Dollar General delivery becomes a major sales driver, subscription test ahead
More than 80% of Dollar General delivery orders now arrive in an hour or less, with 40% under 30 minutes, turning stores into fast-turn fulfillment sites.

Dollar General’s delivery business has grown into a store-level operating issue, not just an add-on for customers who want groceries and essentials fast. More than 80% of delivery orders are now fulfilled from stores in one hour or less, and 40% land in under 30 minutes, which means the clock on a delivery order now starts inside the store, not on the road.
That speed matters because delivery is already contributing to sales. The company said delivery added about 70 basis points to its 2% comparable sales growth in the first quarter, a sign that the channel is helping move the needle rather than just absorbing spare capacity. For store teams, that changes the daily rhythm. A store is no longer just filling shelves and ringing registers. It is also a fulfillment hub, with workers having to pick items, pack orders, stage them quickly, and keep inventory data accurate enough for the system to promise what the store actually has.

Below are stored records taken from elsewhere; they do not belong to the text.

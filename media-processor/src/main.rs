//! Media Processor - transcoding worker
// Copyright 2025 Francisco F. Pinochet
//
// Licensed under the Apache License, Version 2.0 (the "License");
// you may not use this file except in compliance with the License.
// You may obtain a copy of the License at
//
//     http://www.apache.org/licenses/LICENSE-2.0
//
// Unless required by applicable law or agreed to in writing, software
// distributed under the License is distributed on an "AS IS" BASIS,
// WITHOUT WARRANTIES OR CONDITIONS OF ANY KIND, either express or implied.
// See the License for the specific language governing permissions and
// limitations under the License.


use anyhow::Result;
use cinecore_config::PipelineConfig;
use cinecore_logging::{init_with_format, LogFormat};
use cinecore_types::TaskName;
use media_processor::pipeline::Pipeline;
use media_processor::server::ApiServer;
use media_processor::store::{JobStore, MemoryJobStore, PgJobStore};
use media_processor::worker::TaskWorker;
use std::sync::Arc;
use std::time::Duration;
use task_queue_client::{NatsTaskQueue, PeriodicScheduler, TaskQueue};
use tokio::signal;
use tokio_util::sync::CancellationToken;
use tracing::{error, info, warn};

#[tokio::main]
async fn main() -> Result<()> {
    // Load configuration
    let config = PipelineConfig::from_env()
        .map_err(|e| anyhow::anyhow!("Failed to load configuration: {}", e))?;

    // Initialize logging
    init_with_format(
        "media-processor",
        config.log_level(),
        LogFormat::parse(config.log_format.as_deref()),
    );

    info!(worker = %config.worker.name, "Starting Media Processor");

    config
        .validate_tools()
        .map_err(|e| anyhow::anyhow!("Invalid tool configuration: {}", e))?;

    info!(
        message_bus_url = config.message_bus_url(),
        lanes = ?config.worker.lanes,
        "Configuration loaded"
    );

    let store: Arc<dyn JobStore> = match &config.database.url {
        Some(url) => {
            let store = PgJobStore::connect(url)
                .await
                .map_err(|e| anyhow::anyhow!("Failed to connect to database: {}", e))?;
            info!("Using PostgreSQL job store");
            Arc::new(store)
        }
        None => {
            warn!("DATABASE_URL not set, job records are kept in memory");
            Arc::new(MemoryJobStore::new())
        }
    };

    // Connect to the task queue
    let queue = NatsTaskQueue::new(
        &config.message_bus,
        Duration::from_secs(config.worker.ack_wait_secs),
    )
    .await
    .map_err(|e| anyhow::anyhow!("Failed to connect to message bus: {}", e))?;
    let queue: Arc<dyn TaskQueue> = Arc::new(queue);

    info!("Connected to message bus");

    let shutdown = CancellationToken::new();

    let scheduler_handles = if config.worker.scheduler {
        let r = &config.reconcile;
        PeriodicScheduler::new()
            .every(
                TaskName::CheckRunningStates,
                Duration::from_secs(r.running_interval_secs),
            )
            .every(
                TaskName::CheckPendingStates,
                Duration::from_secs(r.pending_interval_secs),
            )
            .every(
                TaskName::CheckMissingProfiles,
                Duration::from_secs(r.missing_profiles_interval_secs),
            )
            .every(
                TaskName::CheckMediaStates,
                Duration::from_secs(r.media_states_interval_secs),
            )
            .spawn(queue.clone(), shutdown.clone())
    } else {
        Vec::new()
    };

    let http_port = config.worker.http_port;
    let pipeline = Pipeline::new(config, store, queue);

    // Start HTTP server in background
    let server = ApiServer::new(http_port, pipeline.clone());
    let server_handle = tokio::spawn(async move {
        if let Err(e) = server.start().await {
            error!(error = %e, "HTTP server error");
        }
    });

    // Start consuming tasks
    info!("Starting task processing");
    let worker = TaskWorker::new(pipeline, shutdown.clone());
    let worker_handle = tokio::spawn(async move {
        if let Err(e) = worker.run().await {
            error!(error = %e, "Worker error");
        }
    });

    // Wait for shutdown signal
    info!("Media Processor running. Press Ctrl+C to stop.");
    match signal::ctrl_c().await {
        Ok(()) => {
            info!("Shutdown signal received, initiating graceful shutdown");
        }
        Err(err) => {
            error!(error = %err, "Unable to listen for shutdown signal");
        }
    }
    shutdown.cancel();

    // Graceful shutdown: wait for in-flight tasks to finish
    info!("Waiting for in-flight tasks to complete...");
    tokio::select! {
        _ = tokio::time::sleep(Duration::from_secs(30)) => {
            warn!("Shutdown timeout reached, forcing shutdown");
        }
        _ = worker_handle => {
            info!("Worker completed gracefully");
        }
    }

    for handle in scheduler_handles {
        handle.abort();
    }
    server_handle.abort();
    info!("Media Processor stopped");

    Ok(())
}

The scale of the rollout makes the pressure more likely to show up in ordinary shifts. Dollar General expanded MyDG Delivery from roughly 75 stores in 2024 to about 18,000 stores by the end of the first quarter of 2026. That kind of jump means delivery is no longer a pilot in a few markets. It is part of the operating model across the chain, which raises the stakes for back-room organization, shelf accuracy, and labor allocation when the same store is also handling freight, checkout, recovery, and customer questions.
A faster delivery mix can also complicate the work associates already juggle. When a store has to keep items available for quick fulfillment, a misplaced case, a bad on-hand count, or a crowded back room can slow down orders and create misses that show up as service failures. District managers will likely see delivery performance folded more tightly into the definition of a well-run store, alongside labor use, out-of-stocks, and customer service.
Dollar General said it plans to pilot a delivery subscription later this year, which could push the channel even deeper into the store's day-to-day operations. If customers order more often, or use the service as a regular habit, store teams will feel it in tighter picking routines, more pressure on inventory accuracy, and a stronger expectation that the right product is in the right place when the order hits the screen.